**STORED DATA:**
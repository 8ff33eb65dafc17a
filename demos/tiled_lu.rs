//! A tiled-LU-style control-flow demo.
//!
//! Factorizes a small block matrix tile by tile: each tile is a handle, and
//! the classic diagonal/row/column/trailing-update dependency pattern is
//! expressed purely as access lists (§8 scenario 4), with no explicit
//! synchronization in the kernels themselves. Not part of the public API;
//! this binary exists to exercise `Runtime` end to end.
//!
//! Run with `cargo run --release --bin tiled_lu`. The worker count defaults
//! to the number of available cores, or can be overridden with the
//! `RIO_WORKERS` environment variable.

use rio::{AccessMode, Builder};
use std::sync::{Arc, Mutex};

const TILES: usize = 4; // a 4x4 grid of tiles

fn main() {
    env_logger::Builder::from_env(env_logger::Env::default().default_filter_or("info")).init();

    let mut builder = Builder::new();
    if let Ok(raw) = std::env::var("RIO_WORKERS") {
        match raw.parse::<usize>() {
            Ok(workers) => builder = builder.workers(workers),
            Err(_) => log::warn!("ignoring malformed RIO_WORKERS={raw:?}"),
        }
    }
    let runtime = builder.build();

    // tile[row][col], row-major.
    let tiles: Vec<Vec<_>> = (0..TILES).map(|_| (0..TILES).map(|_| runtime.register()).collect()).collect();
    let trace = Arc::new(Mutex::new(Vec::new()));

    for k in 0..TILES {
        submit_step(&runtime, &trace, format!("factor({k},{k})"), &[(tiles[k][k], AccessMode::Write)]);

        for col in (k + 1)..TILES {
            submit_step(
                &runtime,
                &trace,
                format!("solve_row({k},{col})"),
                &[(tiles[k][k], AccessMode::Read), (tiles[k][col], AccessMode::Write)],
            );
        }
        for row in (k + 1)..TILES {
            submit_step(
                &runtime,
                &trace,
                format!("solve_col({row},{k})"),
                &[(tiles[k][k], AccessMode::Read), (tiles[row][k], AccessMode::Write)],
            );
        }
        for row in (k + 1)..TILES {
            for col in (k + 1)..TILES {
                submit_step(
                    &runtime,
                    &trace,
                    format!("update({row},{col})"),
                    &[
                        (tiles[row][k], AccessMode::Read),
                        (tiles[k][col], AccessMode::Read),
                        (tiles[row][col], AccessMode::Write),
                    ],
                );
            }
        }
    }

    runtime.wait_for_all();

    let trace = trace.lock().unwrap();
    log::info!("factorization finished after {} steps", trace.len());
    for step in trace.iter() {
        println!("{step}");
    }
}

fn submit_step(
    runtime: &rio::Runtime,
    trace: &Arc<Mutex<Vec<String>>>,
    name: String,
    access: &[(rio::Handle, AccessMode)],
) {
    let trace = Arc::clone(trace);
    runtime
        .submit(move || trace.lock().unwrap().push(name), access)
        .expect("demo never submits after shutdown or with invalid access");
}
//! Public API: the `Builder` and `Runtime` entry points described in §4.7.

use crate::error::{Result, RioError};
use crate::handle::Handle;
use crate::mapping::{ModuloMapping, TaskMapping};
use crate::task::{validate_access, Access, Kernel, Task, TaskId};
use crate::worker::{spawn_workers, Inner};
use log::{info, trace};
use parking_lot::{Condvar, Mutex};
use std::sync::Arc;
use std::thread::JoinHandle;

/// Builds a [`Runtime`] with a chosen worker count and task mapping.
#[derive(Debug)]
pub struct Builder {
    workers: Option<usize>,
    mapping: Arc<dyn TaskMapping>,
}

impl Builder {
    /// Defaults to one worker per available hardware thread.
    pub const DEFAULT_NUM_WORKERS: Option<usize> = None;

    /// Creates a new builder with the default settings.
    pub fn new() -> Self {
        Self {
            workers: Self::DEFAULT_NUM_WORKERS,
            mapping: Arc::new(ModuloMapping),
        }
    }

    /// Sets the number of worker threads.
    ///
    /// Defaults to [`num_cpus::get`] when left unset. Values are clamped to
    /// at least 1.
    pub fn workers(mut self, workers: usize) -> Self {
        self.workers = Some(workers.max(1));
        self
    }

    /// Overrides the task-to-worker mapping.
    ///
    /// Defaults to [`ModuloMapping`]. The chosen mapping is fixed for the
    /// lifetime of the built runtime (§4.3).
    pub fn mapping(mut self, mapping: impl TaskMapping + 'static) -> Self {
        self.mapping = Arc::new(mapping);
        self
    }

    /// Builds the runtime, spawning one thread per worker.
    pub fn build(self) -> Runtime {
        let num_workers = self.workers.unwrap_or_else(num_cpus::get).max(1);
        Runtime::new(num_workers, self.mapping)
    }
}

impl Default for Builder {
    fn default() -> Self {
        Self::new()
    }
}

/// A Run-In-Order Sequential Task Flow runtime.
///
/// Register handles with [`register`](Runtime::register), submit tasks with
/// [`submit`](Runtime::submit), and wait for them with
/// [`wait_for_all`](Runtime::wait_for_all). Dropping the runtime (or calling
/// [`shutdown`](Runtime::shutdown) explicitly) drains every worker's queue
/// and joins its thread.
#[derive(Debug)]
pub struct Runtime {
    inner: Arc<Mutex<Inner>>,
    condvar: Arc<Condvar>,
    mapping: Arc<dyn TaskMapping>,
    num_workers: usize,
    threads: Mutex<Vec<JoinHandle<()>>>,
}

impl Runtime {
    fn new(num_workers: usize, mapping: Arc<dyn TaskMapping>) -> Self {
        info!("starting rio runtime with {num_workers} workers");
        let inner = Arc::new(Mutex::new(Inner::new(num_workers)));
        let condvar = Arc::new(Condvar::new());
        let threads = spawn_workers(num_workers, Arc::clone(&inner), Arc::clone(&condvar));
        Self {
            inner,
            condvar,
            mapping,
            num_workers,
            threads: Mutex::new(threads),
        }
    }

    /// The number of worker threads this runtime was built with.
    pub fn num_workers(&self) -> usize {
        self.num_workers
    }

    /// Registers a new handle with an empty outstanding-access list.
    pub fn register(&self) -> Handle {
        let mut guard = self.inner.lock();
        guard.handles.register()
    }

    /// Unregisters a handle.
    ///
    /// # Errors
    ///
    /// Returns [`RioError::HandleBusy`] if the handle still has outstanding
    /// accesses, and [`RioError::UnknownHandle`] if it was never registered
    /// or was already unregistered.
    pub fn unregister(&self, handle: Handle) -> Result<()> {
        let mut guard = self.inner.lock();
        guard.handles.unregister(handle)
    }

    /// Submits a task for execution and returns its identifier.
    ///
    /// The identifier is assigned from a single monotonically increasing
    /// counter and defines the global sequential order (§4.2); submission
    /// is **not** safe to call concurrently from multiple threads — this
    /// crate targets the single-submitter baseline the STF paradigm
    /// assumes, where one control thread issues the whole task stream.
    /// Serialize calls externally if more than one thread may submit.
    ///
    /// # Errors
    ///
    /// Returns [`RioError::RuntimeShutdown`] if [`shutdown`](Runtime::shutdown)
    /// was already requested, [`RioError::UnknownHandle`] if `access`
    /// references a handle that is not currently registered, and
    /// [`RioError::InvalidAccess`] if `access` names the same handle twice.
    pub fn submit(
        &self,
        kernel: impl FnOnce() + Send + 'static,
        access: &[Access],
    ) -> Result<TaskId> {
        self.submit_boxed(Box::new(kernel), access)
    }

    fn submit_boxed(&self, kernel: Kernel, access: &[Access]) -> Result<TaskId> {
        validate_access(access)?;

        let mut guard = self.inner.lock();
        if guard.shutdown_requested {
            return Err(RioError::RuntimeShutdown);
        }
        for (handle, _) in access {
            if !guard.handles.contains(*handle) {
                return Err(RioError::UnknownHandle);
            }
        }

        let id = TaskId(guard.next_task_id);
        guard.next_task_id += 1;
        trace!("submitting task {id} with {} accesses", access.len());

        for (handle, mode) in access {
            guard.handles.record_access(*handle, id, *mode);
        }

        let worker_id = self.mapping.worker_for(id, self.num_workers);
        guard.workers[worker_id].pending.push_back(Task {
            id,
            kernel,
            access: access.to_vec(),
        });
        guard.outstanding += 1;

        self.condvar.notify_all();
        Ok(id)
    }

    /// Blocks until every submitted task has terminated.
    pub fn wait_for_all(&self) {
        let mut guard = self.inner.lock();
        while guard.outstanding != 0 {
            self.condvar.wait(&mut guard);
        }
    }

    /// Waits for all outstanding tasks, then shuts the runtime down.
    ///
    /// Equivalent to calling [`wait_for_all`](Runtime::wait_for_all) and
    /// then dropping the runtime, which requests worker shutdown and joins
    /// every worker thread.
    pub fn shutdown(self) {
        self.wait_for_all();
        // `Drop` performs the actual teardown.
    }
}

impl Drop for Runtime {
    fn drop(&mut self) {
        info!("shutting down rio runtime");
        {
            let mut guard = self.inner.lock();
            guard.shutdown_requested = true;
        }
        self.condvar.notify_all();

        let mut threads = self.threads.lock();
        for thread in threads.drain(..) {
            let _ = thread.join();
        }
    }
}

**WHAT NEEDS TO BE DONE:** Return exactly, please, the lines of the material from the first one down to and including the line where "let tiles: Vec<Vec<_>>" appears.

**RESPONSE FOR THIS EXERCISE:**
repository 8ff33eb65dafc17a
filename demos/tiled_lu.rs
//! A tiled-LU-style control-flow demo.
//!
//! Factorizes a small block matrix tile by tile: each tile is a handle, and
//! the classic diagonal/row/column/trailing-update dependency pattern is
//! expressed purely as access lists (§8 scenario 4), with no explicit
//! synchronization in the kernels themselves. Not part of the public API;
//! this binary exists to exercise `Runtime` end to end.
//!
//! Run with `cargo run --release --bin tiled_lu`. The worker count defaults
//! to the number of available cores, or can be overridden with the
//! `RIO_WORKERS` environment variable.

use rio::{AccessMode, Builder};
use std::sync::{Arc, Mutex};

const TILES: usize = 4; // a 4x4 grid of tiles

fn main() {
    env_logger::Builder::from_env(env_logger::Env::default().default_filter_or("info")).init();

    let mut builder = Builder::new();
    if let Ok(raw) = std::env::var("RIO_WORKERS") {
        match raw.parse::<usize>() {
            Ok(workers) => builder = builder.workers(workers),
            Err(_) => log::warn!("ignoring malformed RIO_WORKERS={raw:?}"),
        }
    }
    let runtime = builder.build();

    // tile[row][col], row-major.
    let tiles: Vec<Vec<_>> = (0..TILES).map(|_| (0..TILES).map(|_| runtime.register()).collect()).collect();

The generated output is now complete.